Set during the Hungarian Revolution of 1956, the story involves a group of foreigners stranded in Budapest when violence erupts between the Russian military and the Hungarian resistance. Among these travelers is Diana Ashmore (Deborah Kerr), a British woman assisting an ill countryman, Henry Flemyng (Jason Robards), back to London. Or that’s how they’re presenting, anyway; in fact, Flemyng is a wounded Hungarian rebel whom Diana is attempting to rescue after his release from a long, brutal prison term. Unfortunately for Diana, she and Flemyng are put on a bus with an international group which happens to include an acquaintance, Hugh Deverill (Robert Morley).
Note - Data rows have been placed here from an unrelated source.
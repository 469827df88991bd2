use crate::bridge::ray_plane_intersection;
use crate::tracking::{MainCamera, UiInteractionState};
use bevy::input::mouse::{AccumulatedMouseMotion, AccumulatedMouseScroll};
use bevy::prelude::*;
use bevy::window::{PrimaryWindow, Window};

pub const MIN_SCALE: f32 = 0.25;
pub const MAX_SCALE: f32 = 4.0;

/// Installed on an anchor once its model is measured; the gesture
/// systems only ever touch entities carrying this.
#[derive(Component, Debug, Clone, Copy)]
pub struct Manipulable {
    pub bounds_center: Vec3,
    pub bounds_half_extents: Vec3,
    /// World-space normal of the plane the model is anchored to; drags
    /// slide the model across this plane.
    pub plane_normal: Vec3,
}

#[derive(Debug, Clone, Copy, PartialEq, Eq)]
pub enum DragMode {
    Translate,
    Rotate,
}

#[derive(Debug, Clone, Copy)]
pub struct ActiveDrag {
    pub target: Entity,
    pub mode: DragMode,
    /// Offset from the grab point to the anchor origin, kept constant
    /// while dragging so the model does not jump under the cursor.
    pub grab_offset: Vec3,
}

#[derive(Resource, Default)]
pub struct ManipulationState {
    pub drag: Option<ActiveDrag>,
    /// Set on frames where the scroll wheel scaled a hovered model, so
    /// the camera does not also zoom on the same wheel motion.
    pub wheel_captured: bool,
}

impl ManipulationState {
    pub fn is_active(&self) -> bool {
        self.drag.is_some()
    }
}

pub fn begin_manipulation(
    mouse_buttons: Res<ButtonInput<MouseButton>>,
    ui_state: Res<UiInteractionState>,
    windows: Query<&Window, With<PrimaryWindow>>,
    camera_query: Query<(&Camera, &GlobalTransform), With<MainCamera>>,
    models: Query<(Entity, &GlobalTransform, &Manipulable)>,
    mut manipulation: ResMut<ManipulationState>,
) {
    if ui_state.wants_pointer_input || manipulation.is_active() {
        return;
    }
    let mode = if mouse_buttons.just_pressed(MouseButton::Left) {
        DragMode::Translate
    } else if mouse_buttons.just_pressed(MouseButton::Right) {
        DragMode::Rotate
    } else {
        return;
    };

    let Some((origin, dir)) = cursor_ray(&windows, &camera_query) else {
        return;
    };
    let Some((target, global, manipulable)) = pick_model(origin, dir, models.iter()) else {
        return;
    };

    let anchor_pos = global.translation();
    let grab_offset = match ray_plane_intersection(origin, dir, anchor_pos, manipulable.plane_normal)
    {
        Some(t) => anchor_pos - (origin + dir * t),
        None => Vec3::ZERO,
    };

    manipulation.drag = Some(ActiveDrag {
        target,
        mode,
        grab_offset,
    });
}

pub fn update_manipulation(
    mouse_buttons: Res<ButtonInput<MouseButton>>,
    mouse_motion: Res<AccumulatedMouseMotion>,
    windows: Query<&Window, With<PrimaryWindow>>,
    camera_query: Query<(&Camera, &GlobalTransform), With<MainCamera>>,
    mut models: Query<(&mut Transform, &Manipulable)>,
    mut manipulation: ResMut<ManipulationState>,
) {
    let Some(drag) = manipulation.drag else {
        return;
    };

    let held = match drag.mode {
        DragMode::Translate => mouse_buttons.pressed(MouseButton::Left),
        DragMode::Rotate => mouse_buttons.pressed(MouseButton::Right),
    };
    if !held {
        manipulation.drag = None;
        return;
    }

    let Ok((mut transform, manipulable)) = models.get_mut(drag.target) else {
        manipulation.drag = None;
        return;
    };

    match drag.mode {
        DragMode::Translate => {
            let Some((origin, dir)) = cursor_ray(&windows, &camera_query) else {
                return;
            };
            if let Some(t) = ray_plane_intersection(
                origin,
                dir,
                transform.translation,
                manipulable.plane_normal,
            ) {
                transform.translation = origin + dir * t + drag.grab_offset;
            }
        }
        DragMode::Rotate => {
            let angle = -mouse_motion.delta.x * 0.01;
            if angle.abs() > 0.0 {
                transform.rotation =
                    Quat::from_axis_angle(manipulable.plane_normal, angle) * transform.rotation;
            }
        }
    }
}

pub fn scale_hovered_model(
    mouse_scroll: Res<AccumulatedMouseScroll>,
    ui_state: Res<UiInteractionState>,
    mut manipulation: ResMut<ManipulationState>,
    windows: Query<&Window, With<PrimaryWindow>>,
    camera_query: Query<(&Camera, &GlobalTransform), With<MainCamera>>,
    targets: Query<(Entity, &GlobalTransform, &Manipulable)>,
    mut transforms: Query<&mut Transform, With<Manipulable>>,
) {
    manipulation.wheel_captured = false;
    let scroll = mouse_scroll.delta.y;
    if scroll.abs() < f32::EPSILON || ui_state.wants_pointer_input || manipulation.is_active() {
        return;
    }
    let Some((origin, dir)) = cursor_ray(&windows, &camera_query) else {
        return;
    };
    let Some((target, _, _)) = pick_model(origin, dir, targets.iter()) else {
        return;
    };
    manipulation.wheel_captured = true;
    let Ok(mut transform) = transforms.get_mut(target) else {
        return;
    };

    let scaled = clamp_scale(transform.scale.x, 1.0 + scroll * 0.1);
    transform.scale = Vec3::splat(scaled);
}

fn cursor_ray(
    windows: &Query<&Window, With<PrimaryWindow>>,
    camera_query: &Query<(&Camera, &GlobalTransform), With<MainCamera>>,
) -> Option<(Vec3, Vec3)> {
    let window = windows.single().ok()?;
    let cursor = window.cursor_position()?;
    let (camera, camera_transform) = camera_query.single().ok()?;
    let ray = camera.viewport_to_world(camera_transform, cursor).ok()?;
    Some((ray.origin, *ray.direction))
}

fn pick_model<'a>(
    origin: Vec3,
    dir: Vec3,
    models: impl Iterator<Item = (Entity, &'a GlobalTransform, &'a Manipulable)>,
) -> Option<(Entity, &'a GlobalTransform, &'a Manipulable)> {
    let mut nearest: Option<(f32, (Entity, &GlobalTransform, &Manipulable))> = None;
    for (entity, global, manipulable) in models {
        let inverse = global.affine().inverse();
        let local_origin = inverse.transform_point3(origin);
        let local_dir = inverse.transform_vector3(dir);
        let Some(t) = ray_aabb_intersection(
            local_origin,
            local_dir,
            manipulable.bounds_center,
            manipulable.bounds_half_extents,
        ) else {
            continue;
        };
        if nearest.as_ref().map(|(best, _)| t < *best).unwrap_or(true) {
            nearest = Some((t, (entity, global, manipulable)));
        }
    }
    nearest.map(|(_, hit)| hit)
}

/// Slab test against a local-space box. Returns the entry distance
/// along the ray, zero when the origin is already inside the box.
pub(crate) fn ray_aabb_intersection(
    origin: Vec3,
    dir: Vec3,
    center: Vec3,
    half_extents: Vec3,
) -> Option<f32> {
    let min = center - half_extents;
    let max = center + half_extents;
    let mut t_near = f32::NEG_INFINITY;
    let mut t_far = f32::INFINITY;

    for axis in 0..3 {
        let (o, d, lo, hi) = (origin[axis], dir[axis], min[axis], max[axis]);
        if d.abs() < 1e-8 {
            if o < lo || o > hi {
                return None;
            }
            continue;
        }
        let (t0, t1) = ((lo - o) / d, (hi - o) / d);
        let (t0, t1) = if t0 <= t1 { (t0, t1) } else { (t1, t0) };
        t_near = t_near.max(t0);
        t_far = t_far.min(t1);
        if t_near > t_far {
            return None;
        }
    }

    if t_far < 0.0 {
        return None;
    }
    Some(t_near.max(0.0))
}

pub(crate) fn clamp_scale(current: f32, factor: f32) -> f32 {
    (current * factor).clamp(MIN_SCALE, MAX_SCALE)
}

#[cfg(test)]
mod tests {
    use super::*;
    use approx::assert_relative_eq;

    #[test]
    fn ray_hits_box_straight_on() {
        let t = ray_aabb_intersection(
            Vec3::new(0.0, 0.5, 5.0),
            Vec3::NEG_Z,
            Vec3::new(0.0, 0.5, 0.0),
            Vec3::splat(0.5),
        )
        .unwrap();
        assert_relative_eq!(t, 4.5);
    }

    #[test]
    fn ray_beside_box_misses() {
        assert_eq!(
            ray_aabb_intersection(
                Vec3::new(2.0, 0.0, 5.0),
                Vec3::NEG_Z,
                Vec3::ZERO,
                Vec3::splat(0.5),
            ),
            None
        );
    }

    #[test]
    fn box_behind_ray_misses() {
        assert_eq!(
            ray_aabb_intersection(Vec3::new(0.0, 0.0, 5.0), Vec3::Z, Vec3::ZERO, Vec3::splat(0.5)),
            None
        );
    }

    #[test]
    fn origin_inside_box_hits_at_zero() {
        let t = ray_aabb_intersection(Vec3::ZERO, Vec3::X, Vec3::ZERO, Vec3::splat(1.0)).unwrap();
        assert_relative_eq!(t, 0.0);
    }

    #[test]
    fn axis_parallel_ray_inside_slab_still_hits() {
        let t = ray_aabb_intersection(
            Vec3::new(0.2, 0.0, 5.0),
            Vec3::NEG_Z,
            Vec3::ZERO,
            Vec3::splat(0.5),
        )
        .unwrap();
        assert_relative_eq!(t, 4.5);
    }

    #[test]
    fn scale_clamps_at_both_ends() {
        assert_relative_eq!(clamp_scale(1.0, 1.1), 1.1);
        assert_relative_eq!(clamp_scale(3.9, 1.5), MAX_SCALE);
        assert_relative_eq!(clamp_scale(0.3, 0.5), MIN_SCALE);
    }
}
Deverill gradually deduces that Diana is dissembling, which complicates her cover when the party is waylaid by suspicious Russian major Surov (Yul Brynner). He sequesters the travelers in a hotel on a bureaucratic pretext, and slowly starts to put the pieces together. But Surov, who initially comes across like an officious, duty-bound servant of the Soviet state, turns out to have a more complex agenda, putting Diana’s play-acting skills to the test.
The Journey benefits from a striking Technicolor look, convincing eastern European location work, and a subtle, intriguing plot involving amateur spies facing dire circumstances. But first and foremost it’s a powerful showcase for actors. Kerr is exquisite as the desperate Diana, and there’s quality support from Robards, Morley, E.G. Marshall, and Anne Jackson, among others. But best is Brynner, whose Surov is the focus of the film’s penetrating central character study. Surov’s outward bluster and confidence conceals an inner conflict and torment that Brynner, as the film progresses, performs expertly. While his hidden agenda leads to some squicky moments of gender dynamics between the leads, the relationship between them is ultimately quite poignant, bolstered by the performers’ clear chemistry.
I also appreciated the fraught backdrop of the Hungarian Revolution, an under-explored setting of oppression and resistance that resonates strongly with the world’s current political troubles. In particular, a fiercely delivered monologue from Robards late in the film really got under my skin.
The things you do to weaken us only give us strength to survive, and anger. Yes, anger. Deep, dark anger. Anger that used to be love, until you and your kind made it curdle and turned it into hate. That’s the one thing I’ll never forgive you for: making us hate!
These words, sadly, are as relevant now as when they were written, and their ultimate effect on the plot infuses a dark and tragic tale with an inspiring kernel of hope.